What to do:
Please return all lines in the listing holding the word "previous".
--- Input data ---
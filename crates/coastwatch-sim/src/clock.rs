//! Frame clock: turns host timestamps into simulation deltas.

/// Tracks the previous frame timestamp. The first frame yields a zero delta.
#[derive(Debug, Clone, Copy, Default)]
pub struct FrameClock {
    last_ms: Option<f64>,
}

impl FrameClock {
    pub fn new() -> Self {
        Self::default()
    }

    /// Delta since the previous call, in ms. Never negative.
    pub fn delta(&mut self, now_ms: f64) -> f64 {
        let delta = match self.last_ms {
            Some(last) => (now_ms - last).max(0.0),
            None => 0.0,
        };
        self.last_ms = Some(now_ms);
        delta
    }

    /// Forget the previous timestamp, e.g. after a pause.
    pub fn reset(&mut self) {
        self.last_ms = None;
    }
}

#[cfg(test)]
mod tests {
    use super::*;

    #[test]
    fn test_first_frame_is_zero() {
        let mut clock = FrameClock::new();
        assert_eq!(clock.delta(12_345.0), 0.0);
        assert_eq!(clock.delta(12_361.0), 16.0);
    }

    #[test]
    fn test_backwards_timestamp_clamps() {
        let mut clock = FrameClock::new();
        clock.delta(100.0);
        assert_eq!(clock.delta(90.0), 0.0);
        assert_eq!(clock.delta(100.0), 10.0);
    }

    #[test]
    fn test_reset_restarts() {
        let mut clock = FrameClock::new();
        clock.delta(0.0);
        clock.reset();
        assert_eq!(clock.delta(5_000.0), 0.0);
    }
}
---
Response:
/// Tracks the previous frame timestamp. The first frame yields a zero delta.
    /// Delta since the previous call, in ms. Never negative.
    /// Forget the previous timestamp, e.g. after a pause.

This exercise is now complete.